#### [WHAT NEEDS TO BE DONE]
Records follow. Pull out every line that contains "violated".

————————

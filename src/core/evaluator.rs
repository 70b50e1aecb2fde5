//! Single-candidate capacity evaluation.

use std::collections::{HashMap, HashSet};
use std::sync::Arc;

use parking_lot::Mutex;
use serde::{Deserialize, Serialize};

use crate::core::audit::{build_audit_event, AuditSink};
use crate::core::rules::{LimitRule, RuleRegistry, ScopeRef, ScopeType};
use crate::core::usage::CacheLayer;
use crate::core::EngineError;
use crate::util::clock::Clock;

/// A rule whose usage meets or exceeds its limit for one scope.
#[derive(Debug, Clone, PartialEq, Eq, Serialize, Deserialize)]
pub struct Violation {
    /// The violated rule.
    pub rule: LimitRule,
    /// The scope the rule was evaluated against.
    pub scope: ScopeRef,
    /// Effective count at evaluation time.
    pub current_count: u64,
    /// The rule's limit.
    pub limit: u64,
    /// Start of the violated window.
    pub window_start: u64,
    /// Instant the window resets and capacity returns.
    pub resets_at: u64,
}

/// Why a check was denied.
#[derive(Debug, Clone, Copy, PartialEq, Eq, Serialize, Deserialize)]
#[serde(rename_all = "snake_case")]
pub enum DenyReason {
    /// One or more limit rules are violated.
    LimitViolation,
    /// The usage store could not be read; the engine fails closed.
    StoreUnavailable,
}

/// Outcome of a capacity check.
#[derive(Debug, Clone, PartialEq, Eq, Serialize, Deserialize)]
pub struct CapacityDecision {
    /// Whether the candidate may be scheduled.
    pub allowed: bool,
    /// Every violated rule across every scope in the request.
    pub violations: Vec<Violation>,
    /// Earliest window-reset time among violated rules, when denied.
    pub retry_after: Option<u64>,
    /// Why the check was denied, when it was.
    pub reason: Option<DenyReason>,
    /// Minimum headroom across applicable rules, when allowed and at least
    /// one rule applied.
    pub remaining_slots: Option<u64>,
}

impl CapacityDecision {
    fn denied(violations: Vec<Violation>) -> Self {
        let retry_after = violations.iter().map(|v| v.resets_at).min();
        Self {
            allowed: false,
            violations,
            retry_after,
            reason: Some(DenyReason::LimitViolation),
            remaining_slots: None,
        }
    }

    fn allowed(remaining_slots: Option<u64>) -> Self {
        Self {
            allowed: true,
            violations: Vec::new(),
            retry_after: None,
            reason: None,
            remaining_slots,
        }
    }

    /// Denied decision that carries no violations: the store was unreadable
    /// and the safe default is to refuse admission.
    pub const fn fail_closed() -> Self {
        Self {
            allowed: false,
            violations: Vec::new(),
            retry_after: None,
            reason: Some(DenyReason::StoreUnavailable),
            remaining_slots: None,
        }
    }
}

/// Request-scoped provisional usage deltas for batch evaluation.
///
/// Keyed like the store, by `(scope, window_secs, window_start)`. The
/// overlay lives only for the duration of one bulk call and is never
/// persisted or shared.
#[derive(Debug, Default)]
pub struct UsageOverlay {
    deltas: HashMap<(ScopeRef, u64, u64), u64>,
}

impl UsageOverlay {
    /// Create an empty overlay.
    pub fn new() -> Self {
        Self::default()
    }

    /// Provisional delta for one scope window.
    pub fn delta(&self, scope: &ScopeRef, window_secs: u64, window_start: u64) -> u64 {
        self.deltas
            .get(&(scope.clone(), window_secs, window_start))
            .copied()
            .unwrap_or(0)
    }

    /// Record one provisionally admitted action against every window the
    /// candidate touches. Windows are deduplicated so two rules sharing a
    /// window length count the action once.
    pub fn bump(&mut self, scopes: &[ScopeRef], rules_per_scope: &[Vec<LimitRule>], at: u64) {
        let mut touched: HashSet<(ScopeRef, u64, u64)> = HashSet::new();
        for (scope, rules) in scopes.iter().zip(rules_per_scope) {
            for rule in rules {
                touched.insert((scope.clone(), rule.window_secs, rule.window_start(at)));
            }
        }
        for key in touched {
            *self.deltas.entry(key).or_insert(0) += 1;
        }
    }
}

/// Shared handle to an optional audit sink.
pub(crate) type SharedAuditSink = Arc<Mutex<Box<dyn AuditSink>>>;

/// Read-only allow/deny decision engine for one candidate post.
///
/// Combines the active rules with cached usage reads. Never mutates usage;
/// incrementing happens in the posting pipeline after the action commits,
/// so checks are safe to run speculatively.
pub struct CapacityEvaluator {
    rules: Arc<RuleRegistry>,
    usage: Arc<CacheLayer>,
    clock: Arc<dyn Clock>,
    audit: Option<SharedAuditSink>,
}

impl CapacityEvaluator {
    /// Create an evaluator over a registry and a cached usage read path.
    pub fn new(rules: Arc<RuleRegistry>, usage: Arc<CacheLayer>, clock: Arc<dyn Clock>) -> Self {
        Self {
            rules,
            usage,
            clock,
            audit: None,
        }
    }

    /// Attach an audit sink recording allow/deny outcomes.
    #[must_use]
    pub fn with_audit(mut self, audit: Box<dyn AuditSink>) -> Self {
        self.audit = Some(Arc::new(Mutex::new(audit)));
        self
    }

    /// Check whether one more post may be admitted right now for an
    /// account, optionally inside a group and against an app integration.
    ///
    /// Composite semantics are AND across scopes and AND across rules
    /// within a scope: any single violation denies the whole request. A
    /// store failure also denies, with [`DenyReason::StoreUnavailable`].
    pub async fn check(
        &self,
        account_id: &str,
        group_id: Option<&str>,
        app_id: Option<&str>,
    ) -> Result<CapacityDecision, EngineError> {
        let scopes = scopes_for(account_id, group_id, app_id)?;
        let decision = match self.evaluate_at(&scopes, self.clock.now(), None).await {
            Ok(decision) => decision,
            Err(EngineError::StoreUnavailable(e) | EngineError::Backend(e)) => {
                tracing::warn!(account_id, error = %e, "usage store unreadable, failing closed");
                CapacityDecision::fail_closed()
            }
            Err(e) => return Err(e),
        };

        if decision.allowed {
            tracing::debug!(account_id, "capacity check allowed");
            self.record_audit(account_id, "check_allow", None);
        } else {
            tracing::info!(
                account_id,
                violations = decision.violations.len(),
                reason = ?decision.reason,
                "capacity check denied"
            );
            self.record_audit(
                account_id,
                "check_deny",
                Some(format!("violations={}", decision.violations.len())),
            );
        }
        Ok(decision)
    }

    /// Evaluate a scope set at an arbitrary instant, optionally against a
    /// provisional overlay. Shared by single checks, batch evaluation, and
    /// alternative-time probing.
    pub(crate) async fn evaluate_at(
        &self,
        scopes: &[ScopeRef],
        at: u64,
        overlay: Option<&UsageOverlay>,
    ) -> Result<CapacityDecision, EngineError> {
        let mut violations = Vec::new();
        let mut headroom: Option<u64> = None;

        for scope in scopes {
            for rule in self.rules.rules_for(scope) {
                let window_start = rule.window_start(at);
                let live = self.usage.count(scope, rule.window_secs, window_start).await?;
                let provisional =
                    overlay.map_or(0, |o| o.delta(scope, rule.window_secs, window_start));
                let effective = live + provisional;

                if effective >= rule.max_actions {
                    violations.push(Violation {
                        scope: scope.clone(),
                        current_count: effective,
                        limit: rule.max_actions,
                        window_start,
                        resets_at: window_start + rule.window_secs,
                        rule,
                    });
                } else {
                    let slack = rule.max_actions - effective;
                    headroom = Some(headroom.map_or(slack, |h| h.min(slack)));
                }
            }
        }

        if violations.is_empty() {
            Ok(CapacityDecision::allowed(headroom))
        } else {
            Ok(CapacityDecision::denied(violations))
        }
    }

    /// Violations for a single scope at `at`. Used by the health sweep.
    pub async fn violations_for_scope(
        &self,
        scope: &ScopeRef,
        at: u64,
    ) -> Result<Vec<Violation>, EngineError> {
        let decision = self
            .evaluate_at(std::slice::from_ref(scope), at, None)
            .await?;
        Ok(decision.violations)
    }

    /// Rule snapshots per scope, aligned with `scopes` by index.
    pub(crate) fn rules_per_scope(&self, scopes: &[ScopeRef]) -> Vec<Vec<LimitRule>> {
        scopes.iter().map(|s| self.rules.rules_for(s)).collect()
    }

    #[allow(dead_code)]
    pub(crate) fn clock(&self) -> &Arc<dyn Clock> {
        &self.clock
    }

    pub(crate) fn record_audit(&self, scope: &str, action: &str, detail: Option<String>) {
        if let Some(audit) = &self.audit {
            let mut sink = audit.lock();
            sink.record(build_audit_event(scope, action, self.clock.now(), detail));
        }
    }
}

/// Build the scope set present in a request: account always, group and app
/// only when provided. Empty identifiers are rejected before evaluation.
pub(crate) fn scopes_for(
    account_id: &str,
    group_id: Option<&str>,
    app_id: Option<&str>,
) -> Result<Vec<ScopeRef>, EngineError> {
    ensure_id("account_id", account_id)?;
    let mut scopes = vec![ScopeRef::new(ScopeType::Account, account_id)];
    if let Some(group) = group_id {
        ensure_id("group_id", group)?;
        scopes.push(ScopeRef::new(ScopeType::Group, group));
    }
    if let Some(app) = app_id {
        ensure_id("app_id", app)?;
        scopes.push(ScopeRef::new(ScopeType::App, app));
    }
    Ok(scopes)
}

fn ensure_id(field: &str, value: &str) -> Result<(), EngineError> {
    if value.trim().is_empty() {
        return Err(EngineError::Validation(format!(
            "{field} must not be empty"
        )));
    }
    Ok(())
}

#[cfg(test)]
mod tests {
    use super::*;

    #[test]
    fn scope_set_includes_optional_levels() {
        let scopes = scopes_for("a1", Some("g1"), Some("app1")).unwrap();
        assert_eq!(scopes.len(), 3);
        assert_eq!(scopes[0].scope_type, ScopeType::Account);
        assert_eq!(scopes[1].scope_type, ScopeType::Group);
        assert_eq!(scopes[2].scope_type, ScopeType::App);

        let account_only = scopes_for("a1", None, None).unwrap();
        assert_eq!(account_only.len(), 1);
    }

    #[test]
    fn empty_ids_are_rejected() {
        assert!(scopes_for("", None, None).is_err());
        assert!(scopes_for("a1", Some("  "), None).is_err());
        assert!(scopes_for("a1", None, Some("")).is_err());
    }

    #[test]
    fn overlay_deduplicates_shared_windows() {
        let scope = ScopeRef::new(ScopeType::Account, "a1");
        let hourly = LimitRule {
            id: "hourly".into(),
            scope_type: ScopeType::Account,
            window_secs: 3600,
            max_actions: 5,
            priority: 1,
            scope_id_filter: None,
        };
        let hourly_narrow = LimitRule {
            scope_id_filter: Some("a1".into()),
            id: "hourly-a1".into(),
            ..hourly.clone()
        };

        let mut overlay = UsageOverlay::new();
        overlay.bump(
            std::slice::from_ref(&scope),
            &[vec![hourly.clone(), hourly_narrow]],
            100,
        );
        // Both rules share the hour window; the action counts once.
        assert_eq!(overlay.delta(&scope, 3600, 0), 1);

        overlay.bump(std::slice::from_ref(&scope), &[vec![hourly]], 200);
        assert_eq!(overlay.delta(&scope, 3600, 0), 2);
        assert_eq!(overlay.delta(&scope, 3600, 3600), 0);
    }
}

————————

#### [FINISHED TASK]
    /// The violated rule.
    /// Start of the violated window.
    /// One or more limit rules are violated.
    /// Every violated rule across every scope in the request.
    /// Earliest window-reset time among violated rules, when denied.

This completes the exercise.